Self-service biometric kiosks will be deployed for a trial in UK immigration applications, with a tender launched by Home Office Migration and Borders.
UK Home Office plans to deploy kiosks to facilities at Croydon and Solihull in a three-month trial, after determining in a review that kiosks are the more mature biometric self-service technology than remote systems on user’s mobile devices.
In addition to numerous leading biometrics suppliers included in the initial feasibility trials, including FaceTec, GBG, Idemia, Regula, Thales, Veridium, Aware, ID R&D, and Tech5, a company representative told Biometric Update in an email that iProov was a participant.
The tender document notes that questions can be asked by biometrics providers until August 1, ahead of the August 8 deadline for applications.
Five applications have been partially completed so far, two from SMEs and three from large providers.
The contracts budget up to £500,000 (US$608,000) for the development and installation of at least four kiosks from each provider, plus their operation for the three months of the trial.
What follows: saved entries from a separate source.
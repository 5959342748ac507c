use super::common::*;
use crate::production::router::{SECRET_HEADER, SUBJECT_HEADER};
use crate::production::{production_router, ADMIN_SUBJECT};
use axum::{
    body::{to_bytes, Body},
    http::{Method, Request, StatusCode},
    Router,
};
use serde_json::{json, Value};
use tower::ServiceExt;

fn router(harness: &Harness) -> Router {
    production_router(harness.service.clone())
}

fn json_request(method: Method, uri: &str, body: Value) -> Request<Body> {
    Request::builder()
        .method(method)
        .uri(uri)
        .header("content-type", "application/json")
        .body(Body::from(body.to_string()))
        .expect("request builds")
}

fn with_credential(mut request: Request<Body>, subject: &str, secret: &str) -> Request<Body> {
    let headers = request.headers_mut();
    headers.insert(SUBJECT_HEADER, subject.parse().expect("header value"));
    headers.insert(SECRET_HEADER, secret.parse().expect("header value"));
    request
}

fn admin_json_request(method: Method, uri: &str, body: Value) -> Request<Body> {
    with_credential(json_request(method, uri, body), ADMIN_SUBJECT, ADMIN_SECRET)
}

fn delete(uri: &str) -> Request<Body> {
    Request::builder()
        .method(Method::DELETE)
        .uri(uri)
        .body(Body::empty())
        .expect("request builds")
}

fn get(uri: &str) -> Request<Body> {
    Request::builder()
        .uri(uri)
        .body(Body::empty())
        .expect("request builds")
}

async fn read_json(response: axum::response::Response) -> Value {
    let bytes = to_bytes(response.into_body(), usize::MAX)
        .await
        .expect("body readable");
    serde_json::from_slice(&bytes).expect("body is json")
}

fn rule_body() -> Value {
    json!({
        "sector": "Corte",
        "model": "Model-X",
        "operation": "Laser Cut",
        "points_per_unit": 5.0
    })
}

fn log_body(operator: &str, quantity: u32) -> Value {
    json!({
        "timestamp": "2024-01-10T09:00:00",
        "operator": operator,
        "sector": "Corte",
        "model": "Model-X",
        "operation": "Laser Cut",
        "quantity": quantity,
        "order_ref": "OP-2024-01"
    })
}

#[tokio::test]
async fn rule_writes_require_admin_headers() {
    let harness = harness();

    let anonymous = router(&harness)
        .oneshot(json_request(Method::POST, "/api/v1/rules", rule_body()))
        .await
        .expect("router responds");
    assert_eq!(anonymous.status(), StatusCode::UNAUTHORIZED);

    let created = router(&harness)
        .oneshot(admin_json_request(Method::POST, "/api/v1/rules", rule_body()))
        .await
        .expect("router responds");
    assert_eq!(created.status(), StatusCode::CREATED);
    let rule = read_json(created).await;
    assert_eq!(rule["points_per_unit"], 5.0);

    let duplicate = router(&harness)
        .oneshot(admin_json_request(Method::POST, "/api/v1/rules", rule_body()))
        .await
        .expect("router responds");
    assert_eq!(duplicate.status(), StatusCode::CONFLICT);
}

#[tokio::test]
async fn logging_work_returns_priced_entry() {
    let harness = harness();
    harness
        .service
        .add_rule(laser_cut_rule())
        .expect("rule added");

    let response = router(&harness)
        .oneshot(json_request(Method::POST, "/api/v1/logs", log_body("A", 100)))
        .await
        .expect("router responds");
    assert_eq!(response.status(), StatusCode::CREATED);
    let entry = read_json(response).await;
    assert_eq!(entry["total_points"], 500.0);
    assert_eq!(entry["operator"], "A");

    let listed = router(&harness)
        .oneshot(get("/api/v1/logs?date=2024-01-10&operator=A"))
        .await
        .expect("router responds");
    assert_eq!(listed.status(), StatusCode::OK);
    let entries = read_json(listed).await;
    assert_eq!(entries.as_array().map(Vec::len), Some(1));
}

#[tokio::test]
async fn zero_quantity_is_unprocessable() {
    let harness = harness();
    let response = router(&harness)
        .oneshot(json_request(Method::POST, "/api/v1/logs", log_body("A", 0)))
        .await
        .expect("router responds");
    assert_eq!(response.status(), StatusCode::UNPROCESSABLE_ENTITY);
}

#[tokio::test]
async fn half_open_range_is_rejected() {
    let harness = harness();
    let response = router(&harness)
        .oneshot(get("/api/v1/logs?from=2024-01-01"))
        .await
        .expect("router responds");
    assert_eq!(response.status(), StatusCode::UNPROCESSABLE_ENTITY);
}

#[tokio::test]
async fn missing_log_edit_is_not_found_and_delete_is_no_content() {
    let harness = harness();
    let missing = router(&harness)
        .oneshot(json_request(
            Method::PUT,
            "/api/v1/logs/log-missing",
            log_body("A", 1),
        ))
        .await
        .expect("router responds");
    assert_eq!(missing.status(), StatusCode::NOT_FOUND);

    let entry = harness
        .service
        .log_work(work("A", 10, "Model-X", 1))
        .expect("logged");
    let deleted = router(&harness)
        .oneshot(with_credential(
            delete(&format!("/api/v1/logs/{}", entry.id)),
            ADMIN_SUBJECT,
            ADMIN_SECRET,
        ))
        .await
        .expect("router responds");
    assert_eq!(deleted.status(), StatusCode::NO_CONTENT);
    assert!(harness.logs.get(&entry.id).is_none());
}

#[tokio::test]
async fn operators_change_only_their_own_logs() {
    let harness = harness();
    let own = harness
        .service
        .log_work(work("Ana", 10, "Model-X", 1))
        .expect("logged");
    let foreign = harness
        .service
        .log_work(work("A", 10, "Model-X", 1))
        .expect("logged");
    let own_uri = format!("/api/v1/logs/{}", own.id);

    let anonymous = router(&harness)
        .oneshot(delete(&own_uri))
        .await
        .expect("router responds");
    assert_eq!(anonymous.status(), StatusCode::UNAUTHORIZED);

    let wrong_pin = router(&harness)
        .oneshot(with_credential(delete(&own_uri), "Ana", "0000"))
        .await
        .expect("router responds");
    assert_eq!(wrong_pin.status(), StatusCode::UNAUTHORIZED);

    let someone_else = router(&harness)
        .oneshot(with_credential(
            delete(&format!("/api/v1/logs/{}", foreign.id)),
            "Ana",
            "4821",
        ))
        .await
        .expect("router responds");
    assert_eq!(someone_else.status(), StatusCode::UNAUTHORIZED);
    assert!(harness.logs.get(&foreign.id).is_some());

    let reassigned = router(&harness)
        .oneshot(with_credential(
            json_request(Method::PUT, &own_uri, log_body("A", 5)),
            "Ana",
            "4821",
        ))
        .await
        .expect("router responds");
    assert_eq!(reassigned.status(), StatusCode::UNAUTHORIZED);

    let edited = router(&harness)
        .oneshot(with_credential(
            json_request(Method::PUT, &own_uri, log_body("Ana", 5)),
            "Ana",
            "4821",
        ))
        .await
        .expect("router responds");
    assert_eq!(edited.status(), StatusCode::OK);
    assert_eq!(read_json(edited).await["quantity"], 5);

    let deleted = router(&harness)
        .oneshot(with_credential(delete(&own_uri), "Ana", "4821"))
        .await
        .expect("router responds");
    assert_eq!(deleted.status(), StatusCode::NO_CONTENT);
    assert!(harness.logs.get(&own.id).is_none());
}

#[tokio::test]
async fn history_limit_is_bounded_by_the_long_window() {
    let harness = harness();
    let long = router(&harness)
        .oneshot(get("/api/v1/operators/A/history?limit=30"))
        .await
        .expect("router responds");
    assert_eq!(long.status(), StatusCode::OK);

    let too_long = router(&harness)
        .oneshot(get("/api/v1/operators/A/history?limit=31"))
        .await
        .expect("router responds");
    assert_eq!(too_long.status(), StatusCode::UNPROCESSABLE_ENTITY);
}

#[tokio::test]
async fn monthly_report_reflects_rated_and_unrated_days() {
    let harness = harness();
    harness
        .service
        .add_rule(laser_cut_rule())
        .expect("rule added");
    for submission in [
        work("A", 10, "Model-X", 100),
        work("A", 11, "Model-X", 50),
        work("A", 11, "Model-Q", 20),
    ] {
        harness.service.log_work(submission).expect("logged");
    }

    let response = router(&harness)
        .oneshot(get("/api/v1/operators/A/report?month=2024-01"))
        .await
        .expect("router responds");
    assert_eq!(response.status(), StatusCode::OK);
    let report = read_json(response).await;
    assert_eq!(report["averages"]["avg_general"], 75.0);
    assert_eq!(report["averages"]["avg_productive"], 100.0);
    assert_eq!(report["days"].as_array().map(Vec::len), Some(2));

    let malformed = router(&harness)
        .oneshot(get("/api/v1/operators/A/report?month=2024-13"))
        .await
        .expect("router responds");
    assert_eq!(malformed.status(), StatusCode::BAD_REQUEST);
}

#[tokio::test]
async fn dashboard_requires_a_date() {
    let harness = harness();
    let response = router(&harness)
        .oneshot(get("/api/v1/dashboard"))
        .await
        .expect("router responds");
    assert_eq!(response.status(), StatusCode::UNPROCESSABLE_ENTITY);

    let empty_day = router(&harness)
        .oneshot(get("/api/v1/dashboard?date=2024-01-10"))
        .await
        .expect("router responds");
    assert_eq!(empty_day.status(), StatusCode::OK);
    let dashboard = read_json(empty_day).await;
    assert_eq!(dashboard["total_points"], 0.0);
}

#[tokio::test]
async fn target_updates_are_admin_only() {
    let harness = harness();

    let current = router(&harness)
        .oneshot(get("/api/v1/target"))
        .await
        .expect("router responds");
    assert_eq!(read_json(current).await["points"], 500.0);

    let rejected = router(&harness)
        .oneshot(json_request(
            Method::PUT,
            "/api/v1/target",
            json!({ "points": 1000.0 }),
        ))
        .await
        .expect("router responds");
    assert_eq!(rejected.status(), StatusCode::UNAUTHORIZED);

    let invalid = router(&harness)
        .oneshot(admin_json_request(
            Method::PUT,
            "/api/v1/target",
            json!({ "points": -3.0 }),
        ))
        .await
        .expect("router responds");
    assert_eq!(invalid.status(), StatusCode::UNPROCESSABLE_ENTITY);

    let stored = router(&harness)
        .oneshot(admin_json_request(
            Method::PUT,
            "/api/v1/target",
            json!({ "points": 1000.0 }),
        ))
        .await
        .expect("router responds");
    assert_eq!(stored.status(), StatusCode::OK);
    assert_eq!(harness.service.target().expect("target").points(), 1000.0);
}

#[tokio::test]
async fn recalculate_endpoint_reports_summary() {
    let harness = harness();
    harness
        .service
        .add_rule(laser_cut_rule())
        .expect("rule added");
    harness.logs.seed(stored_entry("a", "Model-X", 4, 0.0));

    let response = router(&harness)
        .oneshot(admin_json_request(
            Method::POST,
            "/api/v1/rules/recalculate",
            json!({}),
        ))
        .await
        .expect("router responds");
    assert_eq!(response.status(), StatusCode::OK);
    let summary = read_json(response).await;
    assert_eq!(summary["updated"], 1);
    assert_eq!(summary["failed_batches"], 0);
}

#[tokio::test]
async fn csv_import_with_bad_row_is_bad_request() {
    let harness = harness();
    let mut request = admin_json_request(Method::POST, "/api/v1/rules/import", json!(null));
    *request.body_mut() = Body::from("sector,model,operation,points_per_unit\nTejido,Model-X,Cut,1\n");

    let response = router(&harness)
        .oneshot(request)
        .await
        .expect("router responds");
    assert_eq!(response.status(), StatusCode::BAD_REQUEST);
}

#[tokio::test]
async fn verify_endpoint_checks_credentials() {
    let harness = harness();

    let valid = router(&harness)
        .oneshot(json_request(
            Method::POST,
            "/api/v1/auth/verify",
            json!({ "subject": "Ana", "secret": "4821" }),
        ))
        .await
        .expect("router responds");
    assert_eq!(valid.status(), StatusCode::OK);
    assert_eq!(read_json(valid).await["valid"], true);

    let invalid = router(&harness)
        .oneshot(json_request(
            Method::POST,
            "/api/v1/auth/verify",
            json!({ "subject": "Ana", "secret": "0000" }),
        ))
        .await
        .expect("router responds");
    assert_eq!(read_json(invalid).await["valid"], false);
}

#[tokio::test]
async fn catalog_registration_round_trips() {
    let harness = harness();
    let created = router(&harness)
        .oneshot(admin_json_request(
            Method::POST,
            "/api/v1/catalog/models",
            json!({ "name": "Model-X" }),
        ))
        .await
        .expect("router responds");
    assert_eq!(created.status(), StatusCode::CREATED);

    let catalog = router(&harness)
        .oneshot(get("/api/v1/catalog"))
        .await
        .expect("router responds");
    let body = read_json(catalog).await;
    assert_eq!(body["models"][0]["name"], "Model-X");
}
The contract covers six months; three months for development and three for the trial.
The kiosks are expected to securely enroll the face and fingerprint biometrics or real applicants, and bind the applicants to their biometrics, without staff assistance.
“Before a full live service can be considered, the self-service kiosks must prove they can reliably verify ePassports, and enroll high quality face and fingerprint biometrics and biographics, bind the individual to their face and fingerprint biometrics and operate effective presentation attack detection,” the announcement states. “The self-service kiosk must do this for all potential customers, while delivering a simple user experience, and the kiosks should be able to operate in an unsupervised environment.”
Trials are slated to begin by November 30, 2022, and technologies from three suppliers will be evaluated.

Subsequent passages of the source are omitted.